Don’t forget to add it to Hasura:

STEP 3 - Meet our relation: versions

As I promised, our approach will let you see all historical versions along side with current version. We will connect versioned.example table with public.example view on id column. As each example record potentially has many versions, we need one to many, aka array, relationship. Hasura Relationships comes to our resque:

Now we are able to reference each version of our record alongside with most recent one.

STEP 4 - This is not the step you are looking for.
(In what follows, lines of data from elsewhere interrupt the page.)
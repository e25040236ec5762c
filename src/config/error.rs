//! Configuration error types.

use std::path::PathBuf;
use thiserror::Error;

/// Configuration-related errors
#[derive(Debug, Error)]
pub enum ConfigError {
    #[error("IO error when reading `{}`", .0.display())]
    Io(PathBuf, #[source] std::io::Error),

    #[error("Config file parsing error")]
    Toml(#[from] toml::de::Error),

    #[error("Config validation error: {0}")]
    Validation(String),
}

#[cfg(test)]
mod tests {
    use super::*;
    use std::io::{Error, ErrorKind};

    #[test]
    fn test_config_error_display() {
        let io_err = ConfigError::Io(
            PathBuf::from("apiref.toml"),
            Error::new(ErrorKind::NotFound, "file not found"),
        );
        let display = format!("{io_err}");
        assert!(display.contains("IO error"));
        assert!(display.contains("apiref.toml"));

        let validation_err = ConfigError::Validation("no extensions".to_string());
        assert!(format!("{validation_err}").contains("no extensions"));
    }
}
//! `[content]` section configuration.

use super::defaults;
use educe::Educe;
use serde::{Deserialize, Serialize};
use std::path::{Path, PathBuf};

/// `[content]` section in apiref.toml - where descriptors live.
///
/// # Example
/// ```toml
/// [content]
/// dir = "docs"
/// extensions = ["yml", "yaml"]
/// ```
#[derive(Debug, Clone, Educe, Serialize, Deserialize)]
#[educe(Default)]
#[serde(deny_unknown_fields)]
pub struct ContentConfig {
    /// Descriptor tree root.
    #[serde(default = "defaults::content::dir")]
    #[educe(Default = defaults::content::dir())]
    pub dir: PathBuf,

    /// Descriptor file extensions, compared case-insensitively.
    #[serde(default = "defaults::content::extensions")]
    #[educe(Default = defaults::content::extensions())]
    pub extensions: Vec<String>,
}

impl ContentConfig {
    /// Whether `path` is a descriptor file.
    pub fn is_descriptor(&self, path: &Path) -> bool {
        path.extension()
            .and_then(|ext| ext.to_str())
            .is_some_and(|ext| {
                self.extensions
                    .iter()
                    .any(|allowed| allowed.eq_ignore_ascii_case(ext))
            })
    }
}

#[cfg(test)]
mod tests {
    use super::super::DocsConfig;
    use super::*;

    #[test]
    fn test_content_config_defaults() {
        let config: DocsConfig = toml::from_str("").unwrap();
        assert_eq!(config.content.dir, PathBuf::from("content"));
        assert_eq!(config.content.extensions, vec!["yml"]);
    }

    #[test]
    fn test_content_config_custom() {
        let config: DocsConfig = toml::from_str(
            r#"
            [content]
            dir = "docs"
            extensions = ["yml", "yaml"]
        "#,
        )
        .unwrap();
        assert_eq!(config.content.dir, PathBuf::from("docs"));
        assert_eq!(config.content.extensions.len(), 2);
    }

    #[test]
    fn test_is_descriptor() {
        let content = ContentConfig::default();
        assert!(content.is_descriptor(Path::new("/www/Player.yml")));
        assert!(content.is_descriptor(Path::new("/www/Player.YML")));
        assert!(!content.is_descriptor(Path::new("/www/Player.yaml")));
        assert!(!content.is_descriptor(Path::new("/www/page.tmpl")));
        assert!(!content.is_descriptor(Path::new("/www/yml")));
    }

    #[test]
    fn test_unknown_field_rejection() {
        let result: Result<DocsConfig, _> = toml::from_str(
            r#"
            [content]
            directory = "docs"
        "#,
        );
        assert!(result.is_err());
    }
}
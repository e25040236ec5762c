//! The resolved site model and the pass that produces it.
//!
//! ```text
//! content dir ──► load ──► registry ──► resolve ──► sanitize ──► order ──► SiteModel
//! ```
//!
//! A model is immutable once built. Recoverable problems travel with it as
//! [`Warning`]s; anything fatal is a [`PassError`] and yields no model.

use crate::{
    config::{DocsConfig, TypeCollision},
    content::{Pages, load_pages},
    error::PassError,
    log,
    ordering::order_pages,
    page::Page,
    registry::TypeRegistry,
    resolver::resolve_extensions,
    sanitize::sanitize_pages,
    utils::route::clean_path,
    warning::Warning,
};

/// Route served when a request matches no page.
pub const NOT_FOUND_ROUTE: &str = "/404";

#[derive(Debug, Clone, Default)]
pub struct SiteModel {
    pages: Pages,
    registry: TypeRegistry,
    warnings: Vec<Warning>,
}

/// Outcome of mapping a request path onto the model.
#[derive(Debug, Clone, Copy, PartialEq)]
pub enum Lookup<'a> {
    Page(&'a Page),
    /// The path names a page but isn't canonical.
    Redirect(&'a str),
    /// No page; `fallback` is the `/404` page when one exists.
    NotFound { fallback: Option<&'a Page> },
}

impl SiteModel {
    /// Run a full pass over the configured content directory.
    pub fn build(config: &DocsConfig) -> Result<Self, PassError> {
        let loaded = load_pages(&config.content)?;
        Self::from_pages(loaded.pages, loaded.warnings, config.resolve.type_collision)
    }

    /// Run the pass over pages already loaded.
    pub fn from_pages(
        mut pages: Pages,
        mut warnings: Vec<Warning>,
        policy: TypeCollision,
    ) -> Result<Self, PassError> {
        let registry = TypeRegistry::build(&pages, policy, &mut warnings)?;
        resolve_extensions(&mut pages, &registry, &mut warnings)?;
        sanitize_pages(&mut pages, &registry);
        order_pages(&mut pages);
        pages.values_mut().for_each(Page::set_anchors);

        if !warnings.is_empty() {
            log!("warn"; "{} warnings during resolution", warnings.len());
        }
        Ok(Self {
            pages,
            registry,
            warnings,
        })
    }

    pub fn pages(&self) -> &Pages {
        &self.pages
    }

    pub fn registry(&self) -> &TypeRegistry {
        &self.registry
    }

    pub fn warnings(&self) -> &[Warning] {
        &self.warnings
    }

    pub fn page(&self, route: &str) -> Option<&Page> {
        self.pages.get(route)
    }

    /// The page a resolved page extends.
    pub fn base_of(&self, route: &str) -> Option<&Page> {
        let base = self.page(route)?.base.as_deref()?;
        self.page(base)
    }

    /// Route of the page documenting `type_name`.
    pub fn type_route(&self, type_name: &str) -> Option<&str> {
        self.registry.lookup(type_name)
    }

    /// Map a raw request path onto a page.
    ///
    /// `/` with no root page is a `NotFound` like any other path.
    pub fn lookup(&self, request_path: &str) -> Lookup<'_> {
        let route = clean_path(request_path);
        let Some((canonical, page)) = self.pages.get_key_value(route.as_str()) else {
            return Lookup::NotFound {
                fallback: self.page(NOT_FOUND_ROUTE),
            };
        };
        if request_path != canonical {
            return Lookup::Redirect(canonical);
        }
        Lookup::Page(page)
    }
}
//! Errors that abort a resolution pass.
//!
//! Problems local to a single page (decode failures, missing bases,
//! colliding type names) never abort a pass; they are collected as
//! [`Warning`](crate::warning::Warning)s on the resolved model instead.

use std::path::PathBuf;
use thiserror::Error;

#[derive(Debug, Error)]
pub enum LoadError {
    #[error("content directory `{}` is not accessible", .path.display())]
    ContentRoot {
        path: PathBuf,
        #[source]
        source: std::io::Error,
    },

    #[error("content directory `{}` is not a directory", .0.display())]
    NotADirectory(PathBuf),

    #[error("failed to walk content directory")]
    Walk(#[from] walkdir::Error),
}

#[derive(Debug, Error)]
pub enum RegistryError {
    #[error("type `{type_name}` is declared by both `{first}` and `{second}`")]
    TypeCollision {
        type_name: String,
        first: String,
        second: String,
    },
}

#[derive(Debug, Error)]
pub enum ResolveError {
    #[error("cyclic extension between types: {}", .types.join(", "))]
    CyclicExtension { types: Vec<String> },
}

/// Any failure of a full pass.
#[derive(Debug, Error)]
pub enum PassError {
    #[error(transparent)]
    Load(#[from] LoadError),

    #[error(transparent)]
    Registry(#[from] RegistryError),

    #[error(transparent)]
    Resolve(#[from] ResolveError),
}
No more steps. We are done and let’s enjoy our new API. Here is a glimpse of joyful use of real-time versioned API we have just created without wasted sprints by a team of engineers. I’m going to add/update/delete/undelete an example record using Hasura GraphiQL UI. In the meantime, all of my actions will be tracked in real-time using a GraphQL subscription query.

Let’s have a look at our query:

// $id -> id of the record we are watching
subscription watchExample($id: uuid) { 
// we place our variable to filter example records in true SQL fashion 
    example(where: {id: {_eq: $id}}) { 
        id
        v_id
        updated_at
        created_at
        data
// Hasura Let's you run aggregate queries using GraphQL. 
// Here we are aggregating number of versions per each example record!
        versions_aggregate {
            aggregate {
                count(columns: v_id)
            }
        }
// We are also getting versions of each record.
        versions {
            v_id
            created_at
            deleted
            data
        }
    }
}

Adding record: We will be adding record using insert_versioned_example mutation automatically created by Hasura. Note that, our schema naming convention comes handy here.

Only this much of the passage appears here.